Goal of the exercise: Go through the entries below. Copy each line in which "Some" appears.

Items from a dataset
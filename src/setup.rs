use std::io::{self, BufRead, Write};
use std::str::FromStr;

use crate::config::GameMode;
use crate::core::consts::{DEFAULT_PLAYER1_TOKEN, DEFAULT_PLAYER2_TOKEN, MAX_BOARD_SIZE, MIN_BOARD_SIZE};
use crate::core::GameError;
use crate::models::{Player, PlayerColor};

/// Symbols the board already uses for empty cells and bonuses.
const RESERVED_TOKENS: [char; 4] = ['_', '#', '+', '|'];

pub const BANNER: &str = "\
************************************************************
*                                                          *
*               Bienvenue dans le jeu !                    *
*                                                          *
************************************************************";

/// Reads lines until one parses as `T`. Only end of input stops it.
pub fn prompt_value<T: FromStr>(input: &mut impl BufRead, output: &mut impl Write) -> io::Result<T> {
    loop {
        write!(output, "\n? ")?;
        output.flush()?;

        let mut line = String::new();
        if input.read_line(&mut line)? == 0 {
            return Err(io::Error::new(io::ErrorKind::UnexpectedEof, "input closed"));
        }
        if let Ok(value) = line.trim().parse() {
            return Ok(value);
        }
    }
}

/// Like `prompt_value`, re-asking with `retry` until `accept` holds.
pub fn prompt_until<T: FromStr>(
    input: &mut impl BufRead,
    output: &mut impl Write,
    retry: &str,
    accept: impl Fn(&T) -> bool,
) -> io::Result<T> {
    loop {
        let value = prompt_value(input, output)?;
        if accept(&value) {
            return Ok(value);
        }
        write!(output, "{}", retry)?;
    }
}

pub fn prompt_mode(input: &mut impl BufRead, output: &mut impl Write) -> io::Result<GameMode> {
    writeln!(output, "Sélectionner un mode de jeu :\n1. Duel\n2. Multijoueur")?;
    let choice: u32 = prompt_until(input, output, "\nSaisie incorrecte.", |c: &u32| *c == 1 || *c == 2)?;
    Ok(if choice == 1 { GameMode::Duel } else { GameMode::Multi })
}

pub fn prompt_size(input: &mut impl BufRead, output: &mut impl Write) -> io::Result<usize> {
    write!(output, "Saisir la taille de la matrice :")?;
    let retry = format!(
        "Veuillez saisir une taille entre {} et {} : ",
        MIN_BOARD_SIZE, MAX_BOARD_SIZE
    );
    prompt_until(input, output, &retry, |s: &usize| {
        (MIN_BOARD_SIZE..=MAX_BOARD_SIZE).contains(s)
    })
}

pub fn prompt_color(input: &mut impl BufRead, output: &mut impl Write) -> io::Result<PlayerColor> {
    writeln!(output, "Choisir sa couleur :")?;
    for (i, color) in PlayerColor::all().iter().enumerate() {
        writeln!(output, "{}. {}", i + 1, color.label())?;
    }
    loop {
        let choice: usize = prompt_value(input, output)?;
        if let Some(color) = PlayerColor::from_menu_choice(choice) {
            return Ok(color);
        }
        write!(output, "Saisie incorrecte.")?;
    }
}

fn prompt_name(input: &mut impl BufRead, output: &mut impl Write, number: usize) -> io::Result<String> {
    write!(output, "Nom du joueur {} : ", number)?;
    prompt_until(input, output, "Le nom ne peut pas être vide.", |name: &String| {
        !name.is_empty()
    })
}

fn prompt_token(
    input: &mut impl BufRead,
    output: &mut impl Write,
    number: usize,
    taken: Option<char>,
) -> io::Result<char> {
    write!(output, "Saisir le caractère qui sera le pion du joueur {} : ", number)?;
    prompt_until(input, output, "Ce caractère n'est pas disponible.", |token: &char| {
        !token.is_whitespace() && !RESERVED_TOKENS.contains(token) && Some(*token) != taken
    })
}

pub fn prompt_player_count(input: &mut impl BufRead, output: &mut impl Write) -> io::Result<usize> {
    write!(output, "Saisir le nombre de joueurs : ")?;
    prompt_until(input, output, "Veuillez saisir un nombre pair de joueurs : ", |n: &usize| {
        check_player_count(*n).is_ok()
    })
}

pub fn check_player_count(count: usize) -> Result<(), GameError> {
    if count < 2 || count % 2 != 0 {
        return Err(GameError::OddPlayerCount(count));
    }
    Ok(())
}

/// Builds the roster. Consecutive entries face each other.
pub fn init_players(
    mode: GameMode,
    input: &mut impl BufRead,
    output: &mut impl Write,
) -> io::Result<Vec<Player>> {
    let mut roster = Vec::new();
    match mode {
        GameMode::Duel => {
            for number in 1..=2 {
                let name = prompt_name(input, output, number)?;
                let taken = roster.first().map(|p: &Player| p.token);
                let token = prompt_token(input, output, number, taken)?;
                let color = prompt_color(input, output)?;
                roster.push(Player::new(name, color, token));
            }
        }
        GameMode::Multi => {
            let count = prompt_player_count(input, output)?;
            for number in 1..=count {
                let name = prompt_name(input, output, number)?;
                let color = prompt_color(input, output)?;
                let token = if number % 2 == 1 {
                    DEFAULT_PLAYER1_TOKEN
                } else {
                    DEFAULT_PLAYER2_TOKEN
                };
                roster.push(Player::new(name, color, token));
            }
        }
    }
    Ok(roster)
}
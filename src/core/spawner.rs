use rand::rngs::StdRng;
use rand::{Rng, SeedableRng};

use crate::core::{GameError, Position};

/// Random placement of red squares and coins.
pub struct BonusSpawner {
    rng: StdRng,
    seed: u64,
    red_square_chance: u8,
    coin_chance: u8,
}

impl BonusSpawner {
    pub fn new(seed: u64, red_square_chance: u8, coin_chance: u8) -> Result<Self, GameError> {
        for chance in [red_square_chance, coin_chance] {
            if chance > 100 {
                return Err(GameError::InvalidChance(chance));
            }
        }
        Ok(Self {
            rng: StdRng::seed_from_u64(seed),
            seed,
            red_square_chance,
            coin_chance,
        })
    }

    pub fn from_random(red_square_chance: u8, coin_chance: u8) -> Result<Self, GameError> {
        let seed: u64 = rand::thread_rng().r#gen();
        Self::new(seed, red_square_chance, coin_chance)
    }

    pub fn seed(&self) -> u64 {
        self.seed
    }

    /// Percent roll: a uniform draw in [0, 100) below `chance` succeeds.
    pub fn roll(&mut self, chance: u8) -> bool {
        self.rng.gen_range(0..100u8) < chance
    }

    /// Draws a row that differs from every excluded row, then independently a
    /// column that differs from every excluded column. Only one axis has to
    /// differ per excluded position for that position to be avoided, so the
    /// result never lands on a player. Returns `None` when an axis has no
    /// admissible value, which is always the case on a 2x2 board.
    pub fn generate_position(&mut self, size: usize, excluded: &[Position; 2]) -> Option<Position> {
        let row = self.draw_axis(size, [excluded[0].row, excluded[1].row])?;
        let col = self.draw_axis(size, [excluded[0].col, excluded[1].col])?;
        Some(Position { row, col })
    }

    fn draw_axis(&mut self, size: usize, excluded: [usize; 2]) -> Option<usize> {
        if !(0..size).any(|v| !excluded.contains(&v)) {
            return None;
        }
        loop {
            let value = self.rng.gen_range(0..size);
            if !excluded.contains(&value) {
                return Some(value);
            }
        }
    }

    pub fn maybe_spawn_red_square(
        &mut self,
        may_spawn: bool,
        size: usize,
        excluded: &[Position; 2],
    ) -> Option<Position> {
        if !may_spawn || !self.roll(self.red_square_chance) {
            return None;
        }
        self.generate_position(size, excluded)
    }

    pub fn maybe_spawn_coin(&mut self, size: usize, excluded: &[Position; 2]) -> Option<Position> {
        if !self.roll(self.coin_chance) {
            return None;
        }
        self.generate_position(size, excluded)
    }
}
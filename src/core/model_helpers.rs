use crate::core::{Outcome, PlayerSlot, RoundState, WinKind};

impl Outcome {
    pub fn won(slot: PlayerSlot, kind: WinKind) -> Outcome {
        match (slot, kind) {
            (PlayerSlot::Player1, WinKind::Capture) => Outcome::Player1WinByCapture,
            (PlayerSlot::Player2, WinKind::Capture) => Outcome::Player2WinByCapture,
            (PlayerSlot::Player1, WinKind::RedSquare) => Outcome::Player1WinByRedSquare,
            (PlayerSlot::Player2, WinKind::RedSquare) => Outcome::Player2WinByRedSquare,
        }
    }

    pub fn by_score(scores: [u32; 2]) -> Outcome {
        match scores[0].cmp(&scores[1]) {
            std::cmp::Ordering::Greater => Outcome::Player1WinByScore,
            std::cmp::Ordering::Less => Outcome::Player2WinByScore,
            std::cmp::Ordering::Equal => Outcome::Draw,
        }
    }

    pub fn winner(&self) -> Option<PlayerSlot> {
        match self {
            Outcome::Player1WinByCapture
            | Outcome::Player1WinByRedSquare
            | Outcome::Player1WinByScore => Some(PlayerSlot::Player1),
            Outcome::Player2WinByCapture
            | Outcome::Player2WinByRedSquare
            | Outcome::Player2WinByScore => Some(PlayerSlot::Player2),
            Outcome::Draw => None,
        }
    }

    /// `None` for score wins and draws.
    pub fn win_kind(&self) -> Option<WinKind> {
        match self {
            Outcome::Player1WinByCapture | Outcome::Player2WinByCapture => Some(WinKind::Capture),
            Outcome::Player1WinByRedSquare | Outcome::Player2WinByRedSquare => {
                Some(WinKind::RedSquare)
            }
            _ => None,
        }
    }
}

impl RoundState {
    pub fn current_player(&self) -> Option<PlayerSlot> {
        match self {
            RoundState::AwaitingTurn(slot) | RoundState::TurnInProgress(slot) => Some(*slot),
            _ => None,
        }
    }
}
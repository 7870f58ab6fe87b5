use crate::core::{Direction, GameError, Position};

impl Direction {
    pub fn all() -> [Direction; 8] {
        [
            Direction::UpLeft,
            Direction::Up,
            Direction::UpRight,
            Direction::Left,
            Direction::Right,
            Direction::DownLeft,
            Direction::Down,
            Direction::DownRight,
        ]
    }

    /// Keyboard layout: A Z E on top, Q D in the middle, W X C at the bottom.
    pub fn from_token(token: char) -> Result<Direction, GameError> {
        let upper = token.to_ascii_uppercase();
        Direction::all()
            .into_iter()
            .find(|d| d.token() == upper)
            .ok_or(GameError::UnknownDirection(token))
    }

    pub fn token(self) -> char {
        match self {
            Direction::UpLeft => 'A',
            Direction::Up => 'Z',
            Direction::UpRight => 'E',
            Direction::Left => 'Q',
            Direction::Right => 'D',
            Direction::DownLeft => 'W',
            Direction::Down => 'X',
            Direction::DownRight => 'C',
        }
    }

    /// (row, column) unit delta
    pub fn delta(self) -> (isize, isize) {
        match self {
            Direction::UpLeft => (-1, -1),
            Direction::Up => (-1, 0),
            Direction::UpRight => (-1, 1),
            Direction::Left => (0, -1),
            Direction::Right => (0, 1),
            Direction::DownLeft => (1, -1),
            Direction::Down => (1, 0),
            Direction::DownRight => (1, 1),
        }
    }
}

pub fn apply_direction(
    direction: Direction,
    position: Position,
    size: usize,
) -> Result<Position, GameError> {
    let (di, dj) = direction.delta();
    let in_bounds = |value: usize, delta: isize| {
        value.checked_add_signed(delta).filter(|&v| v < size)
    };

    match (in_bounds(position.row, di), in_bounds(position.col, dj)) {
        (Some(row), Some(col)) => Ok(Position { row, col }),
        _ => Err(GameError::OutOfBounds {
            direction,
            from: position,
            size,
        }),
    }
}

/// Resolves a raw direction token against the board. Never mutates anything;
/// the caller decides whether to re-prompt on error.
pub fn validate(token: char, position: Position, size: usize) -> Result<Position, GameError> {
    let direction = Direction::from_token(token)?;
    apply_direction(direction, position, size)
}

Solution to the problem:
        if let Some(color) = PlayerColor::from_menu_choice(choice) {
        !token.is_whitespace() && !RESERVED_TOKENS.contains(token) && Some(*token) != taken
        Some(Position { row, col })
                return Some(value);
            | Outcome::Player1WinByScore => Some(PlayerSlot::Player1),
            | Outcome::Player2WinByScore => Some(PlayerSlot::Player2),
            Outcome::Player1WinByCapture | Outcome::Player2WinByCapture => Some(WinKind::Capture),
                Some(WinKind::RedSquare)
            RoundState::AwaitingTurn(slot) | RoundState::TurnInProgress(slot) => Some(*slot),
        (Some(row), Some(col)) => Ok(Position { row, col }),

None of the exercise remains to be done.